> _Prompt_: In the listing below, find every line containing "major" and copy it out.
= = = = = = =
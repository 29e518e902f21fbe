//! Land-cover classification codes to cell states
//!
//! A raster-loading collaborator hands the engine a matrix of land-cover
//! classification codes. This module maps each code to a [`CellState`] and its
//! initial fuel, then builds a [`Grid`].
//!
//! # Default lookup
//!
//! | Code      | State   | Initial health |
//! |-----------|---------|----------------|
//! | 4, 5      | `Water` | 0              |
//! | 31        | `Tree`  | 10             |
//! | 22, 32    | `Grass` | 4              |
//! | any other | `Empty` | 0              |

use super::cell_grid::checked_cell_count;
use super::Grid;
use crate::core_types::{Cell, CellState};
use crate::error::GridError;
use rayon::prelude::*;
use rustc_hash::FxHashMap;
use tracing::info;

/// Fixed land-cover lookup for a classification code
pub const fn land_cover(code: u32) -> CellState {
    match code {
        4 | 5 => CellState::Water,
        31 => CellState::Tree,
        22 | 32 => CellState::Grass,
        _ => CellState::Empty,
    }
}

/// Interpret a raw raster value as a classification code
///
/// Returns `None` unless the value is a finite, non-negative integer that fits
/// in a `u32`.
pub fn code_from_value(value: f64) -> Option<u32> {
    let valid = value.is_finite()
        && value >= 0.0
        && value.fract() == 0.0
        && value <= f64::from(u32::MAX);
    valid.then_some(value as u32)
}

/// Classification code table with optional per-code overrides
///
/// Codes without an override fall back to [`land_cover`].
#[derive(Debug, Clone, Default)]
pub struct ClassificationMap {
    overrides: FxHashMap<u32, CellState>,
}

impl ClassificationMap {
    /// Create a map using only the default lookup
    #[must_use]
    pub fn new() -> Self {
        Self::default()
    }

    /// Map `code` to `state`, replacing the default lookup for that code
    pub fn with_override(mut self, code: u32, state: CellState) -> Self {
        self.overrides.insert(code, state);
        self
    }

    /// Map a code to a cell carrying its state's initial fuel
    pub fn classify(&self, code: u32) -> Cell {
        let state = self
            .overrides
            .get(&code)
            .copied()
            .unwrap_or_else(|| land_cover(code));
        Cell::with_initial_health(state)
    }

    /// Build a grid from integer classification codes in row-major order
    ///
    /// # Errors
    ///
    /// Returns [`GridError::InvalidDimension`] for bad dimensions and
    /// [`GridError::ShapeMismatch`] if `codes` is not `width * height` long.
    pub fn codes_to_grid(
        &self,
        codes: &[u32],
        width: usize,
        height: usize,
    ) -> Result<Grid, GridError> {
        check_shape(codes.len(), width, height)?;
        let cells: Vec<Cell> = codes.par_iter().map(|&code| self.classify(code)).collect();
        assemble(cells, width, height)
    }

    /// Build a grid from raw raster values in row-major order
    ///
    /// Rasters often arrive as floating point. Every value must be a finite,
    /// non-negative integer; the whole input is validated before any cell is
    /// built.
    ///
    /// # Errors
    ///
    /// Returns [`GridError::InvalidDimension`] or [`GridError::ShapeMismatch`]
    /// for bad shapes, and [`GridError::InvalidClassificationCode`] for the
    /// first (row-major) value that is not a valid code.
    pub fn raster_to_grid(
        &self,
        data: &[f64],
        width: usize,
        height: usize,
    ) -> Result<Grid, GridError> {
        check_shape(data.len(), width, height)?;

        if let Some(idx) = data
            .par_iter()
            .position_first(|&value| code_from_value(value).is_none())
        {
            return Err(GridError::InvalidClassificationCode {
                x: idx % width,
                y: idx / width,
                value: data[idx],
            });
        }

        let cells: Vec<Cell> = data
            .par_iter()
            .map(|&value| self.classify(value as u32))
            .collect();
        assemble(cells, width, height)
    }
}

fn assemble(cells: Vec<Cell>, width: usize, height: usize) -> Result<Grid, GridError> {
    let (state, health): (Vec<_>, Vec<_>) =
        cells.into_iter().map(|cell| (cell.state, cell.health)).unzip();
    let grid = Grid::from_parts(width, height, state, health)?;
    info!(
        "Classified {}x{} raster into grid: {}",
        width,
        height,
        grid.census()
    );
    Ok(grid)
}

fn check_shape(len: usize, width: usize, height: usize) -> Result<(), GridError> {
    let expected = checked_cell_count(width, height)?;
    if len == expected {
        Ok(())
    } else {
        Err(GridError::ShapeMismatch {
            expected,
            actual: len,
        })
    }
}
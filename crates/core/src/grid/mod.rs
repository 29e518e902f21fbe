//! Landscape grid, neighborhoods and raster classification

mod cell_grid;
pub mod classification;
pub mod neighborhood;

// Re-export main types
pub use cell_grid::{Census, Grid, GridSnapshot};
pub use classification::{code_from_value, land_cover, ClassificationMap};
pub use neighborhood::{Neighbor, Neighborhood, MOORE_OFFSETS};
= = = = = = =
> _Solution to the problem_:
    /// Build a grid from integer classification codes in row-major order
    /// Build a grid from raw raster values in row-major order
    /// first (row-major) value that is not a valid code.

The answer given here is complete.